O vasto leque de sabores e o lançamento constante de novas opções são dois dos principais fatores que justificam o sucesso. A marca líder de mercado, a Red Bull, vendeu 11,58 mil milhões de latas em todo o mundo em 2022, representando um aumento de 18,1 por cento em relação a 2021. Estes números fazem com que seja a rainha deste segmento, logo seguida pela Monster Energy (criada em 2002) que, embora não tenha partilhado dados oficiais de vendas de períodos mais específicos, adiantou que nos últimos 18 anos, vendeu mais de 22 mil milhões de latas.
A contrário da Red Bull, que se mantém fiel ao sabor original, a Monster distingue-se da concorrente direta pelo portefólio coloridas e com diferentes sabores.

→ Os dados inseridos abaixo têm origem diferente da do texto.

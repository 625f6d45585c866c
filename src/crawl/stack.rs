// src/crawl/stack.rs
// =============================================================================
// Depth-first crawl over an explicit worklist.
//
// How it works:
// 1. Fetch the seed page and scan it at depth 0
// 2. Push the page's links so the first one in document order pops first
// 3. Pop a link, print it, and (below the depth ceiling) fetch and scan its
//    target, pushing the children on top of the remaining siblings
// 4. Repeat until the worklist is empty
//
// Pushing children above the pending siblings makes the worklist equivalent
// to call-stack recursion: a link's whole subtree is printed before the next
// sibling. Fetch failures are logged and end only their own branch.
//
// There is no visited-set: the same URL is fetched again every time another
// link path reaches it, and cycles are bounded only by the depth ceiling.
// =============================================================================

use reqwest::Client;

use crate::fetcher;
use crate::link::Link;
use crate::scanner;

/// Crawls from `seed_url` and prints every valid link found within
/// `max_depth` levels, one line per link, indented by depth.
pub async fn crawl_site(client: &Client, seed_url: &str, max_depth: usize) {
    let mut pending: Vec<Link> = Vec::new();

    match fetcher::fetch(client, seed_url).await {
        Ok(page) => queue_links(&mut pending, scanner::scan_page(&page, 0, max_depth)),
        Err(e) => log::error!("{}", e),
    }

    while let Some(link) = pending.pop() {
        println!("{}", link);

        if link.depth + 1 >= max_depth {
            continue;
        }

        match fetcher::fetch(client, &link.url).await {
            Ok(page) => queue_links(
                &mut pending,
                scanner::scan_page(&page, link.depth + 1, max_depth),
            ),
            Err(e) => log::error!("{}", e),
        }
    }
}

/// Pushes one page's links onto the worklist in reverse, so the first link
/// in document order is the next one popped.
fn queue_links(pending: &mut Vec<Link>, links: Vec<Link>) {
    pending.extend(links.into_iter().rev());
}

#[cfg(test)]
mod tests {
    use super::*;

    #[test]
    fn links_pop_in_document_order() {
        let mut pending = Vec::new();
        queue_links(
            &mut pending,
            vec![
                Link::new("/1", "One", 0),
                Link::new("/2", "Two", 0),
                Link::new("/3", "Three", 0),
            ],
        );

        assert_eq!(pending.pop().unwrap().url, "/1");
        assert_eq!(pending.pop().unwrap().url, "/2");
        assert_eq!(pending.pop().unwrap().url, "/3");
    }

    #[test]
    fn children_pop_before_remaining_siblings() {
        let mut pending = Vec::new();
        queue_links(
            &mut pending,
            vec![Link::new("/a", "A", 0), Link::new("/b", "B", 0)],
        );

        // Visiting /a discovers one child page.
        assert_eq!(pending.pop().unwrap().url, "/a");
        queue_links(&mut pending, vec![Link::new("/a/child", "Child", 1)]);

        // The child comes back before the sibling /b.
        assert_eq!(pending.pop().unwrap().url, "/a/child");
        assert_eq!(pending.pop().unwrap().url, "/b");
        assert!(pending.is_empty());
    }

    #[test]
    fn queueing_an_empty_page_leaves_the_worklist_untouched() {
        let mut pending = vec![Link::new("/a", "A", 0)];
        queue_links(&mut pending, Vec::new());
        assert_eq!(pending.len(), 1);
    }
}
// src/main.rs
// =============================================================================
// Entry point of the CLI application.
//
// What happens here:
// 1. Initialize logging (stderr; `RUST_LOG` overrides the default filter)
// 2. Parse command-line arguments using clap
// 3. Build the HTTP client and run the crawl
// 4. Exit non-zero only on startup failures; per-page fetch errors are
//    logged by the crawl loop and never abort the run
//
// The crawl is strictly sequential, so the whole program runs on a
// single-threaded tokio executor.
// =============================================================================

mod cli;
mod crawl;
mod fetcher;
mod link;
mod scanner;

use anyhow::Result;
use clap::Parser;
use cli::Cli;
use env_logger::Env;
use reqwest::Client;

#[tokio::main(flavor = "current_thread")]
async fn main() {
    env_logger::Builder::from_env(Env::default().default_filter_or("info")).init();

    log::debug!("args: {:?}", std::env::args().collect::<Vec<_>>());

    let cli = Cli::parse();

    if let Err(e) = run(cli).await {
        eprintln!("Error: {}", e);
        std::process::exit(2);
    }
}

async fn run(cli: Cli) -> Result<()> {
    // No request timeout: a page is waited on for as long as it takes.
    let client = Client::builder().build()?;

    log::info!("crawling {} down to depth {}", cli.url, cli.max_depth);
    crawl::crawl_site(&client, &cli.url, cli.max_depth).await;

    Ok(())
}
// src/scanner.rs
// =============================================================================
// This module extracts links from one page's HTML token stream.
//
// We drive html5ever's streaming tokenizer and feed its tokens through a
// small state machine: Idle until an anchor start tag with attributes is
// seen, InAnchor while accumulating the anchor's text, back to Idle when the
// end tag closes the capture and a Link is built and validated.
//
// Only the tokenizer layer of html5ever is used. The tree builder is never
// involved, so malformed markup (stray end tags, unclosed anchors) reaches
// the scanner as-is and is handled by the transitions below.
// =============================================================================

use html5ever::local_name;
use html5ever::tendril::StrTendril;
use html5ever::tokenizer::{
    BufferQueue, Tag, TagKind, Token, TokenSink, TokenSinkResult, Tokenizer, TokenizerOpts,
};
use html5ever::Attribute;

use crate::link::Link;

/// Scanner position within the token stream.
enum ScanState {
    /// No anchor is currently open.
    Idle,
    /// Between a captured anchor start tag and its end tag. Carries the
    /// tag's ordered attribute list and the text accumulated so far.
    InAnchor { attrs: Vec<Attribute>, text: String },
}

/// Token sink that collects the valid links of a single page, all at the
/// same depth, in the order their anchors close.
struct LinkScanner {
    depth: usize,
    max_depth: usize,
    state: ScanState,
    links: Vec<Link>,
}

impl LinkScanner {
    fn new(depth: usize, max_depth: usize) -> Self {
        Self {
            depth,
            max_depth,
            state: ScanState::Idle,
            links: Vec::new(),
        }
    }

    /// Applies one token to the current state and returns the next state.
    fn step(&mut self, state: ScanState, token: Token) -> ScanState {
        match token {
            Token::TagToken(tag) if tag.name == local_name!("a") => match tag.kind {
                TagKind::StartTag => Self::open_anchor(state, tag),
                TagKind::EndTag => self.close_anchor(state),
            },
            Token::CharacterTokens(chunk) => match state {
                ScanState::InAnchor { attrs, mut text } => {
                    text.push_str(&chunk);
                    ScanState::InAnchor { attrs, text }
                }
                ScanState::Idle => ScanState::Idle,
            },
            // End of input: an anchor left open has no end tag coming, so
            // its capture is dropped without producing a link.
            Token::EOFToken => {
                if matches!(state, ScanState::InAnchor { .. }) {
                    log::debug!("anchor still open at end of page, discarding");
                }
                ScanState::Idle
            }
            // Doctypes, comments, other elements' tags, parse-error notices
            // and null characters carry no link information.
            _ => state,
        }
    }

    fn open_anchor(state: ScanState, tag: Tag) -> ScanState {
        // An anchor carrying no attributes at all is never a candidate, and
        // a self-closing one cannot enclose any text.
        if tag.attrs.is_empty() || tag.self_closing {
            return state;
        }
        match state {
            ScanState::Idle => ScanState::InAnchor {
                attrs: tag.attrs,
                text: String::new(),
            },
            // A nested start tag replaces the captured attributes but keeps
            // the text accumulated so far.
            ScanState::InAnchor { text, .. } => ScanState::InAnchor {
                attrs: tag.attrs,
                text,
            },
        }
    }

    fn close_anchor(&mut self, state: ScanState) -> ScanState {
        match state {
            ScanState::Idle => {
                log::warn!("anchor end tag without a matching start tag");
                ScanState::Idle
            }
            ScanState::InAnchor { attrs, text } => {
                let link = Link::new(&resolve_href(&attrs), &text, self.depth);
                if link.is_valid(self.max_depth) {
                    log::debug!("link found: {:?}", link);
                    self.links.push(link);
                }
                ScanState::Idle
            }
        }
    }
}

impl TokenSink for LinkScanner {
    type Handle = ();

    fn process_token(&mut self, token: Token, _line_number: u64) -> TokenSinkResult<()> {
        let state = std::mem::replace(&mut self.state, ScanState::Idle);
        self.state = self.step(state, token);
        TokenSinkResult::Continue
    }
}

/// Resolves the href value from an anchor's ordered attribute list.
///
/// The list is scanned front to back and every `href` key assigns, so when
/// duplicates occur the last one wins. No `href` leaves the URL empty, which
/// the link validation then rejects.
fn resolve_href(attrs: &[Attribute]) -> String {
    let mut url = String::new();
    for attr in attrs {
        if attr.name.local == local_name!("href") {
            url = attr.value.to_string();
        }
    }
    url
}

/// Tokenizes one page of HTML and returns its valid links in document
/// order, all at `depth`.
pub fn scan_page(html: &str, depth: usize, max_depth: usize) -> Vec<Link> {
    let scanner = LinkScanner::new(depth, max_depth);

    let mut input = BufferQueue::new();
    input.push_back(StrTendril::from(html));

    let mut tokenizer = Tokenizer::new(scanner, TokenizerOpts::default());
    let _ = tokenizer.feed(&mut input);
    tokenizer.end();

    let links = tokenizer.sink.links;
    log::debug!("scanned {} valid links at depth {}", links.len(), depth);
    links
}
// src/cli.rs
// =============================================================================
// This file defines our command-line interface using the `clap` crate.
//
// The surface is deliberately small: one required positional argument (the
// seed URL) and the depth ceiling. clap rejects a missing URL with a usage
// diagnostic and a non-zero exit before any crawling starts.
// =============================================================================

use clap::Parser;

#[derive(Parser, Debug)]
#[command(
    name = "link-walker",
    version,
    about = "Recursively crawl a web page and print the links it discovers",
    long_about = "link-walker fetches a seed page, extracts its hyperlinks, and follows \
                  them depth-first up to a configurable depth, printing one line per \
                  discovered link, indented by depth."
)]
pub struct Cli {
    /// Seed URL to start crawling from (e.g., https://example.com)
    pub url: String,

    /// Maximum crawl depth; links found at this depth are not reported
    /// and never followed
    #[arg(long, default_value_t = 2)]
    pub max_depth: usize,
}

#[cfg(test)]
mod tests {
    use super::*;

    #[test]
    fn max_depth_defaults_to_two() {
        let cli = Cli::try_parse_from(["link-walker", "https://example.com"]).unwrap();
        assert_eq!(cli.url, "https://example.com");
        assert_eq!(cli.max_depth, 2);
    }

    #[test]
    fn max_depth_flag_overrides_default() {
        let cli =
            Cli::try_parse_from(["link-walker", "https://example.com", "--max-depth", "3"])
                .unwrap();
        assert_eq!(cli.max_depth, 3);
    }

    #[test]
    fn missing_url_is_a_parse_error() {
        assert!(Cli::try_parse_from(["link-walker"]).is_err());
    }
}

Relativamente à cafeína, ambas seguem a mesma receita: cada lata de 250 mililitros de bebida contém 80 miligramas de cafeína.
Mais perigos do que benefícios
A crescente popularidade destas bebidas entre os mais novos levou mesmo a Organização Mundial da Saúde (OMS) a alertar para os seus efeitos prejudiciais e a recomendar que estas não sejam consumidas por miúdos e adolescentes.
Taquicardia, agitação, cefaleias, insónias, desidratação, tonturas, ansiedade, irritabilidade, tremores, aumento da tensão arterial e distúrbios gastrointestinais são apenas alguns dos efeitos adversos. Com o aumento da dose os sintomas podem ter maior gravidade: convulsões, hemorragias, arritmias ou alucinações, “podendo mesmo levar à morte”, aponta a nutricionista Mariana Cortes.
Podem ainda estar associadas a um maior risco de epilepsia, embora “este efeito ainda não esteja muito documentado”, sublinha a especialista em nutrição. “A cafeína, um estimulante natural, parece apresentar capacidades pró-convulsivas, tanto em doentes saudáveis como em já doentes suscetíveis, quando submetidos a doses mais elevadas da mesma. Já a taurina, um aminoácido essencial, parece apresentar propriedades epileptogénicas por interferir com os recetores do sistema nervoso central”, explica.
“O risco cresce quando as bebidas são associadas ao consumo de álcool, que tem sido um fator para a ocorrência de variados episódios fatais”, alerta Mariana Cortes. “Adicionalmente, sabe-se que a associação do consumo de bebidas energéticas e álcool está relacionada com outros comportamentos de risco, como o tabagismo e consumo de drogas ilícitas”, acrescenta.
O consumo deve, portanto, ser evitado por grupos sensíveis da população (indivíduos com doenças cardiovasculares, gastrointestinais, hipertensão, insónias, transtorno de ansiedade e perturbações psiquiátricas) e grupos de risco como miúdos, mulheres grávidas e lactantes, mais propensos aos efeitos adversos ou tóxicos da cafeína.